12. If diagnosis codes change within a 30-day period, how would you change those codes in the final claim without doing another OASIS or another plan of care?
Should a patient’s focus of care change in the second 30-day period, the home health agency will need to change the primary diagnosis, and possibly the secondary diagnoses, on the claim. Unlike current requirements, the OASIS, plan of care, and the claim will not be required to match under PDGM. Therefore, no OASIS is required to be performed just to ensure the diagnoses match across these documents. No new plan of care is required before the recertification cycle as long as interventions and goals are covered on the original plan of care or supplemental orders.
Axxess has streamlined operations for its clients through the Change of Focus form. This form will help agencies improve compliance as it provides easy access to update goals and the plan of care. In addition, it will increase revenue by allowing the new primary diagnosis to flow directly to the billing claim form.
13. If a patient is discharged before the end of the 60-day episode and before the LUPA threshold has been met, will agencies be paid?
Yes, just as we are accustomed to under PPS, the agency will be paid for LUPAs for either or both 30-day payment periods at an adjusted rate reflective of how many visits have been provided.
14. Is it mandatory to bill at the new 30-day payment period mark? Or could you wait if you wanted and bill the entire 60 days at the end of the episode?
You are required to submit claims in 30-day increments, but there is not a requirement for you to bill every 30 days. If an agency chooses, they may bill at the end of the 60 days but will still be required to bill 2 RAPs and 2 Finals.
15. Can we bill insurance for telehealth?
Medicare does not provide reimbursement for telemonitoring; however, some state Medicaid plans (for example Texas) do provide reimbursement for telemonitoring. Agencies will need to check with individual plans to determine if telemonitoring is a covered benefit.
16. What is the FISS System? How is this related to recent hospitalizations?
The Fiscal Intermediary Standard System (FISS) is the standard Medicare Part A claims processing system. It allows you to enter, correct, adjust, or cancel your Medicare billing transactions. The FISS System will be checked by CMS for recent hospital stays that may adjust final claim payment for home health payments under PDGM.
17. Will there be a reduction of payment if a patient is readmitted in fewer than 60 days?
Partial Episode Payment, or PEP, rules will remain the same under PDGM. However, rather than considering the 60-day OASIS certification period, they will occur based on 30-day billing periods.
18. How will orders be affected in PDGM?
In order to file a final 30-day claim at the end of each billing cycle, all orders must be signed and back to the agency. Orders management will be a crucial piece of successful PDGM management.
Axxess has streamlined orders management through the Physician’s Portal within the home health software, as well as an integration partnership with WorldView.

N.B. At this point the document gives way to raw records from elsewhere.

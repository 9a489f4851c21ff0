//! Kafka router.
//!
//! Backed by `rdkafka` when the `transport_rdkafka` feature is enabled.

#[cfg(feature = "transport_rdkafka")]
mod rdkafka;

#[cfg(feature = "transport_rdkafka")]
pub(crate) use self::rdkafka::KafkaRouter;

use crate::{Result, RouterPtr, Service, Settings};

#[cfg(feature = "transport_rdkafka")]
pub(crate) async fn connect_kafka(
    settings: &Settings,
    service: Option<Service>,
) -> Result<RouterPtr> {
    // ---
    use crate::Connect;

    let router = KafkaRouter::connect(settings, service).await?;
    Ok(std::sync::Arc::new(router))
}

#[cfg(not(feature = "transport_rdkafka"))]
pub(crate) async fn connect_kafka(
    _settings: &Settings,
    _service: Option<Service>,
) -> Result<RouterPtr> {
    Err(crate::PipeError::UnsupportedBroker(
        "transport_rdkafka feature is not enabled".into(),
    ))
}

19. Will all physician’s orders need to be signed to be able to bill the 30-day period?
Yes. All physician’s orders, including plans of care, must be signed prior to billing the final claim.
20. Will there be any change in the billing of outlier patients?
Outlier payment calculations will still be based on high cost periods and will be applied to 30-day payment periods rather than 60-day episodes.
21. How will CMS implement the 4.36% behavioral adjustment?
The 2020 National Standardized Payment Rates have been adjusted like any annual increases or decreases.